Cristiani e indù insieme per la libertà religiosa

In occasione della festa indù di Deepavali, che viene celebrata oggi, vi riporto un articolo di AVVENIRE, pubblicato il 21 ottobre 2011.
«La libertà religiosa è annoverata tra i diritti umani fondamentali, che si radicano nella dignità della persona umana. Quando essa viene messa a repentaglio o negata, tutti gli altri diritti umani sono in pericolo». Lo sottolinea il messaggio del Pontificio Consiglio per il dialogo interreligioso in vista della festa indù di Deepavali, che quest’anno verrà celebrata il 26 ottobre.

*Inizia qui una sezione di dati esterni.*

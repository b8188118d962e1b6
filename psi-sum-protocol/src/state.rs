//! Per-party protocol state (type-state pattern).
//!
//! Each round consumes the state it runs from and returns the next one, so
//! rounds cannot be replayed or run out of order.

use crate::cipher::{AdditiveCipher, KeyPair};
use crate::error::Result;
use crate::group::{random_exponent, BlindedValue, GroupParameters, PrivateExponent};
use crate::messages::ensure_unique;
use rand::rngs::OsRng;
use std::collections::HashSet;
use std::marker::PhantomData;

/// Party 1 before round 1: holds the identifier set V and exponent k1.
#[derive(Debug)]
pub struct Party1<C> {
    pub(crate) params: GroupParameters,
    pub(crate) identifiers: Vec<String>,
    /// k1
    pub(crate) exponent: PrivateExponent,
    pub(crate) _cipher: PhantomData<C>,
}

impl<C: AdditiveCipher> Party1<C> {
    /// Create Party 1 with a fresh random exponent.
    ///
    /// # Errors
    /// Returns `PsiSumError::DuplicateIdentifier` if an identifier repeats.
    pub fn new<S: AsRef<str>>(identifiers: &[S], params: GroupParameters) -> Result<Self> {
        ensure_unique(identifiers.iter().map(|s| s.as_ref()))?;
        Ok(Self {
            exponent: random_exponent(&params),
            identifiers: identifiers.iter().map(|s| s.as_ref().to_string()).collect(),
            params,
            _cipher: PhantomData,
        })
    }

    pub fn params(&self) -> &GroupParameters {
        &self.params
    }
}

/// Party 1 after sending round 1, waiting for Party 2's reply.
#[derive(Debug)]
pub struct Party1AwaitingRound2<C> {
    pub(crate) params: GroupParameters,
    pub(crate) exponent: PrivateExponent,
    /// H1 = { H(v)^k1 : v in V }
    pub(crate) blinded_set: HashSet<BlindedValue>,
    /// Number of values sent in round 1. Can exceed `blinded_set.len()`
    /// when two identifiers blind to the same value.
    pub(crate) sent: usize,
    pub(crate) _cipher: PhantomData<C>,
}

impl<C> Party1AwaitingRound2<C> {
    /// Get the singly-blinded set (for testing purposes).
    #[cfg(test)]
    pub fn blinded_set(&self) -> &HashSet<BlindedValue> {
        &self.blinded_set
    }
}

/// Party 2 before round 2: holds W, exponent k2 and the cipher key pair.
#[derive(Debug)]
pub struct Party2<C: AdditiveCipher> {
    pub(crate) params: GroupParameters,
    pub(crate) entries: Vec<(String, u64)>,
    /// k2
    pub(crate) exponent: PrivateExponent,
    pub(crate) keypair: KeyPair<C>,
}

impl<C: AdditiveCipher> Party2<C> {
    /// Create Party 2 with a fresh random exponent and key pair.
    ///
    /// # Errors
    /// Returns `PsiSumError::DuplicateIdentifier` if an identifier repeats,
    /// or `PsiSumError::Cipher` if key generation fails.
    pub fn new<S: AsRef<str>>(
        entries: &[(S, u64)],
        params: GroupParameters,
        cipher: &C,
    ) -> Result<Self> {
        ensure_unique(entries.iter().map(|(identifier, _)| identifier.as_ref()))?;
        Ok(Self {
            exponent: random_exponent(&params),
            keypair: cipher.generate_keypair(&mut OsRng)?,
            entries: entries
                .iter()
                .map(|(identifier, value)| (identifier.as_ref().to_string(), *value))
                .collect(),
            params,
        })
    }

    pub fn public_key(&self) -> &C::PublicKey {
        &self.keypair.public_key
    }
}

/// Party 2 after sending round 2; only the key pair is kept.
#[derive(Debug)]
pub struct Party2AwaitingRound3<C: AdditiveCipher> {
    pub(crate) keypair: KeyPair<C>,
}
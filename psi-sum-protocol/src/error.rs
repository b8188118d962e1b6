//! Error types for the intersection-sum protocol.

use thiserror::Error;

/// Errors that can occur during intersection-sum protocol execution.
#[derive(Debug, Clone, PartialEq, Eq, Error)]
pub enum PsiSumError {
    /// The group modulus is not a prime greater than 2.
    #[error("Invalid group modulus: {0}")]
    InvalidModulus(String),

    /// An input set contains the same identifier twice.
    #[error("Duplicate identifier in input set: {0}")]
    DuplicateIdentifier(String),

    /// A message received from the other party is malformed.
    #[error("Invalid protocol message: {0}")]
    InvalidMessage(String),

    /// The homomorphic cipher failed.
    #[error("Cipher error: {0}")]
    Cipher(String),
}

/// Result type for intersection-sum operations.
pub type Result<T> = std::result::Result<T, PsiSumError>;
//! Party 2: the weighted side. Runs round 2 and decrypts the result.

use crate::cipher::AdditiveCipher;
use crate::error::Result;
use crate::group::{blind_identifier, reblind_all, validate_elements};
use crate::messages::{EncryptedEntry, Round1Message, Round2Message, Round3Message};
use crate::state::{Party2, Party2AwaitingRound3};
use rand::rngs::OsRng;
use rand::seq::SliceRandom;
use rayon::prelude::*;
use tracing::{info, instrument};

impl<C: AdditiveCipher> Party2<C> {
    /// Round 2: double-blind Party 1's values and send the blinded,
    /// encrypted weighted set.
    ///
    /// Both lists are shuffled independently. Entries are shuffled as whole
    /// records so each blinded identifier stays with its own ciphertext.
    ///
    /// # Errors
    /// Returns `PsiSumError::InvalidMessage` if a received element is not
    /// reduced modulo p.
    #[instrument(skip_all, err(Debug), fields(received = message.len(), entries = self.entries.len()))]
    pub fn round2(
        self,
        message: Round1Message,
    ) -> Result<(
        Party2AwaitingRound3<C>,
        Round2Message<C::PublicKey, C::Ciphertext>,
    )> {
        validate_elements(&message.blinded, &self.params, "round 1")?;

        let mut double_blinded = reblind_all(&message.blinded, &self.exponent, &self.params);
        double_blinded.shuffle(&mut OsRng);

        let public_key = &self.keypair.public_key;
        let mut entries: Vec<EncryptedEntry<C::Ciphertext>> = self
            .entries
            .par_iter()
            .map(|(identifier, value)| EncryptedEntry {
                blinded: blind_identifier(identifier, &self.exponent, &self.params),
                ciphertext: C::encrypt(public_key, *value, &mut OsRng),
            })
            .collect();
        entries.shuffle(&mut OsRng);

        info!(
            double_blinded = double_blinded.len(),
            entries = entries.len(),
            "Party 2 round 2 complete"
        );

        let reply = Round2Message::new(double_blinded, entries, public_key.clone());
        Ok((
            Party2AwaitingRound3 {
                keypair: self.keypair,
            },
            reply,
        ))
    }
}

impl<C: AdditiveCipher> Party2AwaitingRound3<C> {
    /// Decrypt the aggregate returned in round 3.
    ///
    /// This is the only point where the intersection-sum becomes known.
    #[instrument(skip_all, err(Debug))]
    pub fn finalize(self, message: Round3Message<C::Ciphertext>) -> Result<u64> {
        let sum = C::decrypt(
            &self.keypair.public_key,
            &self.keypair.secret_key,
            &message.aggregate,
        )?;
        info!("Party 2 decrypted the intersection-sum");
        Ok(sum)
    }
}
//! # Private Intersection-Sum Protocol
//!
//! This library implements a two-party Private Intersection-Sum protocol in the
//! semi-honest model, combining DDH-based blinding in `Z_p^*` with an
//! additive-homomorphic cipher.
//!
//! Party 1 holds a set of identifiers V. Party 2 holds (identifier, value)
//! pairs W. At the end Party 2 learns the sum of the values whose identifier is
//! in both sets, Party 1 learns how many entries matched, and neither learns
//! which of the other's identifiers were involved.
//!
//! ## Features
//!
//! - **Transport Agnostic**: Each round returns a plain message value; moving it
//!   between processes is left to the caller.
//! - **Type-State Pattern**: Each party is a chain of state types, so rounds
//!   run exactly once and in order.
//! - **Pluggable Cipher**: Aggregation goes through [`AdditiveCipher`]. The toy
//!   scheme of the reference scenario and Paillier are provided.
//! - **Serialization Agnostic**: With the `serde` feature every message derives
//!   `Serialize`/`Deserialize`.
//!
//! ## Protocol Overview
//!
//! 1. **Round 1** (Party 1): send `H(v)^k1` for every v in V, shuffled.
//! 2. **Round 2** (Party 2): send `Z = {(H(v)^k1)^k2}` shuffled, and the pairs
//!    `(H(w)^k2, Enc(t))` for every (w, t) in W, shuffled as units.
//! 3. **Round 3** (Party 1): raise each `H(w)^k2` to k1, keep the entries that
//!    land in Z and add their ciphertexts homomorphically.
//! 4. **Finalize** (Party 2): decrypt the aggregate.
//!
//! ## Example Usage
//!
//! ```ignore
//! use psi_sum_protocol::{GroupParameters, Party1, Party2, ToyCipher};
//!
//! let params = GroupParameters::mersenne_31();
//! let party1 = Party1::<ToyCipher>::new(&["alice", "bob", "carol"], params.clone())?;
//! let party2 = Party2::new(&[("alice", 10), ("dave", 20), ("carol", 30)], params, &ToyCipher)?;
//!
//! let (party1, round1) = party1.round1();
//! let (party2, round2) = party2.round2(round1)?;
//! let round3 = party1.round3(round2)?;
//! assert_eq!(party2.finalize(round3.message)?, 40);
//! # Ok::<(), psi_sum_protocol::PsiSumError>(())
//! ```
//!
//! ## Security Considerations
//!
//! - Semi-honest only. A malicious party can deviate undetected.
//! - Messages MUST travel over an authenticated, confidential channel.
//! - [`ToyCipher`] is not semantically secure. Use [`PaillierCipher`] or
//!   another sound additive scheme outside of demonstrations.
//! - The group modulus is a shared precondition; mismatched moduli give wrong
//!   results, not errors.
//!
//! ## Modules
//!
//! - [`group`] - Hashing into the group, exponentiation, blinding
//! - [`cipher`] - Additive-homomorphic ciphers
//! - [`messages`] - Message types for protocol exchange
//! - [`state`] - Party state types (type-state pattern)
//! - [`protocol`] - In-memory orchestration
//! - [`error`] - Error types

pub use cipher::{AdditiveCipher, KeyPair, PaillierCipher, ToyCipher};
pub use error::{PsiSumError, Result};
pub use group::{BlindedValue, GroupParameters, PrivateExponent};
pub use messages::{
    EncryptedEntry, IntersectionSumResult, Round1Message, Round2Message, Round3Message,
    Round3Output,
};
pub use protocol::{run_intersection_sum, IntersectionSumProtocol};
pub use state::{Party1, Party1AwaitingRound2, Party2, Party2AwaitingRound3};

pub mod cipher;
pub mod error;
pub mod group;
pub mod messages;
mod party1;
mod party2;
pub mod protocol;
pub mod state;
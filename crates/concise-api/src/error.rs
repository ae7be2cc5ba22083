//! API error types.

use axum::http::StatusCode;
use axum::response::{IntoResponse, Response};
use axum::Json;
use serde::Serialize;
use thiserror::Error;
use tracing::error;

use concise_billing::BillingError;
use concise_models::CatalogError;

pub type ApiResult<T> = Result<T, ApiError>;

#[derive(Debug, Error)]
pub enum ApiError {
    #[error("Unauthorized: {0}")]
    Unauthorized(String),

    #[error("Internal error: {0}")]
    Internal(String),

    #[error("Billing error: {0}")]
    Billing(#[from] BillingError),

    #[error("Catalog error: {0}")]
    Catalog(#[from] CatalogError),
}

impl ApiError {
    pub fn unauthorized(msg: impl Into<String>) -> Self {
        Self::Unauthorized(msg.into())
    }

    pub fn internal(msg: impl Into<String>) -> Self {
        Self::Internal(msg.into())
    }

    fn status_code(&self) -> StatusCode {
        match self {
            ApiError::Unauthorized(_) => StatusCode::UNAUTHORIZED,
            ApiError::Billing(_) => StatusCode::BAD_GATEWAY,
            ApiError::Internal(_) | ApiError::Catalog(_) => StatusCode::INTERNAL_SERVER_ERROR,
        }
    }

    fn code(&self) -> Option<&'static str> {
        match self {
            ApiError::Billing(e) => Some(e.kind()),
            _ => None,
        }
    }
}

#[derive(Serialize)]
struct ErrorResponse {
    detail: String,
    #[serde(skip_serializing_if = "Option::is_none")]
    code: Option<String>,
}

impl IntoResponse for ApiError {
    fn into_response(self) -> Response {
        let status = self.status_code();

        // Upstream and internal details stay in the logs
        let detail = match &self {
            ApiError::Internal(_) | ApiError::Catalog(_) => {
                error!("Internal error: {}", self);
                "An internal error occurred".to_string()
            }
            ApiError::Billing(_) => {
                error!("Billing lookup failed: {}", self);
                "Billing service unavailable".to_string()
            }
            ApiError::Unauthorized(_) => self.to_string(),
        };

        let body = ErrorResponse {
            detail,
            code: self.code().map(str::to_string),
        };

        (status, Json(body)).into_response()
    }
}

Quando è rispettata e promossa – aggiunge il testo firmato dal presidente del dicastero vaticano, il cardinale Jean-Louis Tauran e dal segretario, l’arcivescovo Pier Luigi Celata – «la libertà religiosa consente ai credenti di collaborare con maggior entusiasmo, con i propri concittadini, nella costruzione di un ordine sociale giusto ed umano». Di qui anche l’invito a collaborare insieme, cristiani e indù, per «dare un contributo specifico al bene comune». I campi non mancano: «solo per citarne alcuni», recita ancora il documento, riguardano «la difesa della vita e della dignità della famiglia, la solida educazione della gioventù, l’onestà nel comportamento di ogni giorno, la preservazione delle risorse naturali». Tuttavia sono ancora molte le realtà in cui professare il proprio credo è ostacolato o proibito. Sebbene infatti «l’esercizio di questo diritto» comprenda la facoltà «di ogni persona di professare, praticare e diffondere la propria religione o fede, sia in pubblico che in privato, individualmente o comunitariamente, esso implica anche un serio obbligo, da parte delle autorità civili, degli individui e dei gruppi, di rispettare la libertà degli altri. Esso – prosegue il messaggio – comprende, inoltre, la libertà di cambiare la propria religione». Cerchiamo quindi – aggiungono Tauran e Celata – «di unire i nostri sforzi per promuovere la libertà religiosa come una nostra comune responsabilità, chiedendo ai capi delle nazioni di non trascurare mai la dimensione religiosa della persona umana».